Venous drainage occurs through the splenic vein. It combines with the superior mesenteric vein to form the hepatic portal vein.
Innervation
The nerve supply to the spleen is from the coeliac plexus.
Lymphatics
The lymphatic vessels of the spleen follow the splenic vessels mentioned above and drain into the pancreaticosplenic lymph nodes, and ultimately the coeliac nodes.
Clinical Relevance
Rupture of the Spleen
The spleen is the abdominal organ with the highest incidence of injury. A splenic rupture occurs when there is a break in its fibroelastic capsule, disrupting the underlying parenchyma.
Rupture is caused by blunt or penetrating trauma. It is often associated with left rib fractures, with a bony fragment easily tearing the capsule.
As the spleen is a highly vascular organ, its rupture results in profuse bleeding into the peritoneal cavity. Splenectomy is indicated where injury to the spleen and subsequent haemorrhage are life threatening.

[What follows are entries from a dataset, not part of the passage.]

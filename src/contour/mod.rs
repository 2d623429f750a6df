//! Isoline (indifference curve) extraction from a [`ScalarField`]
//!
//! Two strategies share one trait:
//! - [`MarchingSquares`]: walks only the quadtree cells that bracket the
//!   target and chains interpolated edge crossings into polylines
//! - [`ThresholdBand`]: scans every pixel column-major and keeps those
//!   within a tolerance of the target
//!
//! One strategy is picked per surface and used for both the reference and
//! the hover curve.

mod band;
mod marching;

pub use band::{BandSample, ThresholdBand, DEFAULT_TOLERANCE};
pub use marching::MarchingSquares;

use serde::{Deserialize, Serialize};

use crate::field::ScalarField;

/// A point in pixel space (x = column, y = row), possibly fractional
#[derive(Debug, Clone, Copy, PartialEq)]
pub struct PixelPoint {
    pub x: f64,
    pub y: f64,
}

impl PixelPoint {
    pub fn new(x: f64, y: f64) -> Self {
        Self { x, y }
    }

    /// Pixel containing this point
    #[inline]
    pub fn cell(&self) -> (i32, i32) {
        (self.x.floor() as i32, self.y.floor() as i32)
    }
}

/// An ordered run of points along an isoline
#[derive(Debug, Clone, PartialEq, Default)]
pub struct Polyline {
    pub points: Vec<PixelPoint>,
    pub closed: bool,
}

/// Every polyline found for one target value
#[derive(Debug, Clone, PartialEq)]
pub struct Isoline {
    pub level: f64,
    pub polylines: Vec<Polyline>,
}

impl Isoline {
    pub fn empty(level: f64) -> Self {
        Self {
            level,
            polylines: Vec::new(),
        }
    }

    pub fn is_empty(&self) -> bool {
        self.polylines.iter().all(|p| p.points.is_empty())
    }

    pub fn point_count(&self) -> usize {
        self.polylines.iter().map(|p| p.points.len()).sum()
    }

    /// Pixels covered by the isoline's points
    pub fn cells(&self) -> impl Iterator<Item = (i32, i32)> + '_ {
        self.polylines
            .iter()
            .flat_map(|p| p.points.iter().map(PixelPoint::cell))
    }
}

/// Produces the isoline of a scalar field at a target value
pub trait IsolineExtractor {
    /// Empty when `target` is outside the field's sampled range
    fn extract(&self, field: &ScalarField, target: f64) -> Isoline;

    /// Strategy name for logs
    fn name(&self) -> &str;
}

/// Strategy selection as stored in config
#[derive(Debug, Clone, Copy, PartialEq, Default, Serialize, Deserialize)]
#[serde(tag = "kind", rename_all = "snake_case")]
pub enum ContourStrategy {
    #[default]
    Marching,
    Band { tolerance: f64 },
}

impl ContourStrategy {
    pub fn extractor(&self) -> Box<dyn IsolineExtractor> {
        match *self {
            Self::Marching => Box::new(MarchingSquares),
            Self::Band { tolerance } => Box::new(ThresholdBand::new(tolerance)),
        }
    }
}

/// Cells touching the left, right, or bottom edge produce artifacts and are skipped
#[inline]
fn is_border_cell(cx: u32, cy: u32, width: u32, height: u32) -> bool {
    cx == 0 || cx + 2 >= width || cy + 2 >= height
}

/// Same rule for single pixels
#[inline]
fn is_border_pixel(col: u32, row: u32, width: u32, height: u32) -> bool {
    col == 0 || col + 1 >= width || row + 1 >= height
}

This may be done as a sub-total (partial) splenectomy – recall that there are no arterial anastomoses in the spleen – or as a total splenectomy.
The liver and bone marrow take over some of the functions of the spleen, however, an individual who has no spleen is more susceptible to some bacterial infections and as such, requires life long antibiotics.
Further indications for splenectomy include haematological conditions such as haemolytic anaemia, idiopathic thrombocytopenic purpura, thrombotic thrombocytopenic purpura, hypersplenism and prolieferative disorders such as myelofibrosis of lymphoma.